**TASK PROMPT**
Determine how many lines in the records include "crate". Write the number and nothing more.

Items from a data source
━━━━━━━━━━━━━━━━━━━━
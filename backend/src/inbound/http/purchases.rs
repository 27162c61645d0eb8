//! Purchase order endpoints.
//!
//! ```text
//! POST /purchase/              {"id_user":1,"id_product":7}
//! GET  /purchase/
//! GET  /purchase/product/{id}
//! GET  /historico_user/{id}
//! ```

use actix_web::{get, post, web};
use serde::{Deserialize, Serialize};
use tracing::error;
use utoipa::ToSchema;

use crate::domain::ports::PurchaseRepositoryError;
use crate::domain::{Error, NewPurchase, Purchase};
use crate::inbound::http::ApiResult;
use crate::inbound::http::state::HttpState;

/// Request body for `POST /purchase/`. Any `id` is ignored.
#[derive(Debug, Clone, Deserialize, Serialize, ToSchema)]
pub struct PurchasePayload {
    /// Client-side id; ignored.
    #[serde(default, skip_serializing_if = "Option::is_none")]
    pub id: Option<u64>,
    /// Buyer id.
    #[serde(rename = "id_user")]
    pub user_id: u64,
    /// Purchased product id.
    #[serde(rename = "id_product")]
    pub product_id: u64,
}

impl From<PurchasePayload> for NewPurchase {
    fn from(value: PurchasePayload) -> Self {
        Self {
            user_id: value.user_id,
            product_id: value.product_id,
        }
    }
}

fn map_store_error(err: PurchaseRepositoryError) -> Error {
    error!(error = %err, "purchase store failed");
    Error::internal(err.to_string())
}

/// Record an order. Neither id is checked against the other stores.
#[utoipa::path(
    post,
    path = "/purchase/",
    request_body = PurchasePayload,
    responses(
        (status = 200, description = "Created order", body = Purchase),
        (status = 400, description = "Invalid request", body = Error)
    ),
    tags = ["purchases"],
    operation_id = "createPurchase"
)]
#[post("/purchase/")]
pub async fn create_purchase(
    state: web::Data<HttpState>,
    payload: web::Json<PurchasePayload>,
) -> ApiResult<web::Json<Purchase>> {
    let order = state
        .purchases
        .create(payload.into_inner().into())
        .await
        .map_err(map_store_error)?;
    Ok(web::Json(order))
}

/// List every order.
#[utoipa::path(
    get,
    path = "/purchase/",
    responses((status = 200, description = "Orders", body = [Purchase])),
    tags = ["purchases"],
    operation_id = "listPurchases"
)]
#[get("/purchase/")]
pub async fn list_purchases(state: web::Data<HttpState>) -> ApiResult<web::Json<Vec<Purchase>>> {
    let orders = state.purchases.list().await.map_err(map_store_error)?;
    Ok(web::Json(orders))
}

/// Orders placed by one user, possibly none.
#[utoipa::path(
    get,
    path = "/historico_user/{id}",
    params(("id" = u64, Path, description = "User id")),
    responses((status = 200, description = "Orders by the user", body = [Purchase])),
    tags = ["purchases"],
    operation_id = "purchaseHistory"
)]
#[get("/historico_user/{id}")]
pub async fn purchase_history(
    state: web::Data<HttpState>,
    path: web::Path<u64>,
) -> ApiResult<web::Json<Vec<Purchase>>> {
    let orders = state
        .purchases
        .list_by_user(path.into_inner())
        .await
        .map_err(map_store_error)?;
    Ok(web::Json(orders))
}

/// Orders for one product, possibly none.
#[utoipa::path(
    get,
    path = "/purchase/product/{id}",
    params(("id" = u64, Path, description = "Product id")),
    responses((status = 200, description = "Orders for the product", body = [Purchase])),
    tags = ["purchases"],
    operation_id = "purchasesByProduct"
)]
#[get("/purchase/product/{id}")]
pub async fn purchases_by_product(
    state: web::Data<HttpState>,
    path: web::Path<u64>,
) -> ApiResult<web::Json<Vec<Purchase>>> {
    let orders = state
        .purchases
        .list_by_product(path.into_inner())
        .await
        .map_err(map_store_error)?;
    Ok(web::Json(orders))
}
━━━━━━━━━━━━━━━━━━━━
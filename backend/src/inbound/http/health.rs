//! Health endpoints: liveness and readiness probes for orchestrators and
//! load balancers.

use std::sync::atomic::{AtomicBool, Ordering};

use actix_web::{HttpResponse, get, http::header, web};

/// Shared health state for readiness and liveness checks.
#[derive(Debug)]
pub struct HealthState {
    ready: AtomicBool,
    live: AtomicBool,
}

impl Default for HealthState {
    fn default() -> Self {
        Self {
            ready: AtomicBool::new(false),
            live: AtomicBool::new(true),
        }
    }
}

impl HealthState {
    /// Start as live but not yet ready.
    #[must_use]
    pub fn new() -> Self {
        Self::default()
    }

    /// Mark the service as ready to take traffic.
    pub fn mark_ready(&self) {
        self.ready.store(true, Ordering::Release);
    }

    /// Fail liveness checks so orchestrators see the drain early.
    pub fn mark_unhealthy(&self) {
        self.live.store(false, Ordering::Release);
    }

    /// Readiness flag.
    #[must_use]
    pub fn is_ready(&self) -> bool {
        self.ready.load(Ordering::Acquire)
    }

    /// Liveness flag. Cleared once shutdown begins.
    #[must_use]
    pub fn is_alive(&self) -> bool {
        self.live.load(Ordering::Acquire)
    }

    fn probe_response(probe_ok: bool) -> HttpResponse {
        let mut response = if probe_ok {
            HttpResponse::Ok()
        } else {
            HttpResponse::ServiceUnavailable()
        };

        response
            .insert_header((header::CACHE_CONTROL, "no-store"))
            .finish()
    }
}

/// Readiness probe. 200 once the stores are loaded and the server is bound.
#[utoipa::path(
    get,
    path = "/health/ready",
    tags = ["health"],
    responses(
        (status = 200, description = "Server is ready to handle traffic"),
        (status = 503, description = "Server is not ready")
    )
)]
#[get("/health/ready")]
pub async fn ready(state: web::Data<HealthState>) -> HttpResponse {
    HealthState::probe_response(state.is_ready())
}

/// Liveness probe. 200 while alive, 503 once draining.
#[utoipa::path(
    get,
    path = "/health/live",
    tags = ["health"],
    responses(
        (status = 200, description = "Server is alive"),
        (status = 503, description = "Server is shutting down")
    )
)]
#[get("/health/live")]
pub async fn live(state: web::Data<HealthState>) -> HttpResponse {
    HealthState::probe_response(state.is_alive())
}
━━━━━━━━━━━━━━━━━━━━
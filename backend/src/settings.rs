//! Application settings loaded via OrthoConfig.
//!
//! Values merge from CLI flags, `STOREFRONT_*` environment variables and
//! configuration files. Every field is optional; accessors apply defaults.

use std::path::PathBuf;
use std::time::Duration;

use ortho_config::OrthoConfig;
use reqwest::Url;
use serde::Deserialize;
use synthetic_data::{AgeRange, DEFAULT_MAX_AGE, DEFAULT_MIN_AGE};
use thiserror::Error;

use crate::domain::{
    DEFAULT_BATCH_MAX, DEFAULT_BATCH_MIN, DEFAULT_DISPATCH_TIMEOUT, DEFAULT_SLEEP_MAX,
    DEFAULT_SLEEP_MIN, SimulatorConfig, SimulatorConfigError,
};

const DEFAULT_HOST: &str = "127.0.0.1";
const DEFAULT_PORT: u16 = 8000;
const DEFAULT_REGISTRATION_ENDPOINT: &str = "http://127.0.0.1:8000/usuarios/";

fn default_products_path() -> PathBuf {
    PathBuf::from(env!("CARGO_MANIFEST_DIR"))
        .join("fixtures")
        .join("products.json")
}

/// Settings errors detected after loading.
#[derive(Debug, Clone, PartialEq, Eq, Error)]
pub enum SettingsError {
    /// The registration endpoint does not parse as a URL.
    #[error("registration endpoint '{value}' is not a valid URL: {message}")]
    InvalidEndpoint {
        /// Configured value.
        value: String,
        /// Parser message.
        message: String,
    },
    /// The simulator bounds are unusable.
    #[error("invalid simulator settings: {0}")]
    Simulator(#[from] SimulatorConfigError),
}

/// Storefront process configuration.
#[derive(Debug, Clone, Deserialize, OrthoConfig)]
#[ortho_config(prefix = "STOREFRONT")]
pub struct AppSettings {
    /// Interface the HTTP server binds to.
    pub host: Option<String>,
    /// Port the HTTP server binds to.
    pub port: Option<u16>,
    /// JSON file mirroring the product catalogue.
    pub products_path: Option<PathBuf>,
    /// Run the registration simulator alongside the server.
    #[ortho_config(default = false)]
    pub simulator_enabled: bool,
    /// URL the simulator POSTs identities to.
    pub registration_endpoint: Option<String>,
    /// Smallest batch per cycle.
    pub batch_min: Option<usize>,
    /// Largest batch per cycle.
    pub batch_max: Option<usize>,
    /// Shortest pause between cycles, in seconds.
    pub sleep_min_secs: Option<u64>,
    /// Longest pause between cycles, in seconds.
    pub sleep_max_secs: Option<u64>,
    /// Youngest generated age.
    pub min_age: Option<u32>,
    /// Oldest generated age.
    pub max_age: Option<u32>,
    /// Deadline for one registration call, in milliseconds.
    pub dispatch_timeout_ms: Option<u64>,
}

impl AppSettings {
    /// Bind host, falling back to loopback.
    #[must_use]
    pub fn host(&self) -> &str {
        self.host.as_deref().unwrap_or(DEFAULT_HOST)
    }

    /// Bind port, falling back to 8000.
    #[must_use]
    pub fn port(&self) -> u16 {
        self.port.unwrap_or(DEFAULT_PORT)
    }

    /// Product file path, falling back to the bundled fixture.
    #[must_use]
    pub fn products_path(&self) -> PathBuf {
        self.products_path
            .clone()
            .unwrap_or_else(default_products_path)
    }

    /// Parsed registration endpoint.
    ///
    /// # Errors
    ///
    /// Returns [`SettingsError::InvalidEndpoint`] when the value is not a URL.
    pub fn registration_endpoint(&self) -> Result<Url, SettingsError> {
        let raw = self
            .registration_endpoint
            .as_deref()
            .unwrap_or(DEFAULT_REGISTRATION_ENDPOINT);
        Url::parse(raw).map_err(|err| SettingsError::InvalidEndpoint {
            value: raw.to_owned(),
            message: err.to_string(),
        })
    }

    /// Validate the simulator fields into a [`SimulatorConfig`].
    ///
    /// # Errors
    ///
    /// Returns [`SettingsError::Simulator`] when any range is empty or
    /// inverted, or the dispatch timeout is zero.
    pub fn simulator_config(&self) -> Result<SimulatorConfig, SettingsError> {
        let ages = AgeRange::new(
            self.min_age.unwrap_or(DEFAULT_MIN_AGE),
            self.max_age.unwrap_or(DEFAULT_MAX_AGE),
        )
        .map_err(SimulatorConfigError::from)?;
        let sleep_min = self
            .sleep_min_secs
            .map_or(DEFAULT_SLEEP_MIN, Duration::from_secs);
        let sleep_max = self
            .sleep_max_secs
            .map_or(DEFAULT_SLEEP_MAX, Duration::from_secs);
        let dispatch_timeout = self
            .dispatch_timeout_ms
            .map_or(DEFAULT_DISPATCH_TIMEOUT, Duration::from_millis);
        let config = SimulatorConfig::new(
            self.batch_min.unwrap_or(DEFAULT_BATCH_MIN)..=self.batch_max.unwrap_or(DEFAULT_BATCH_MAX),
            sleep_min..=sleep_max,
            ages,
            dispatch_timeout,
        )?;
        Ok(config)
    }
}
━━━━━━━━━━━━━━━━━━━━
**SOLUTION TO THE EXERCISE**
5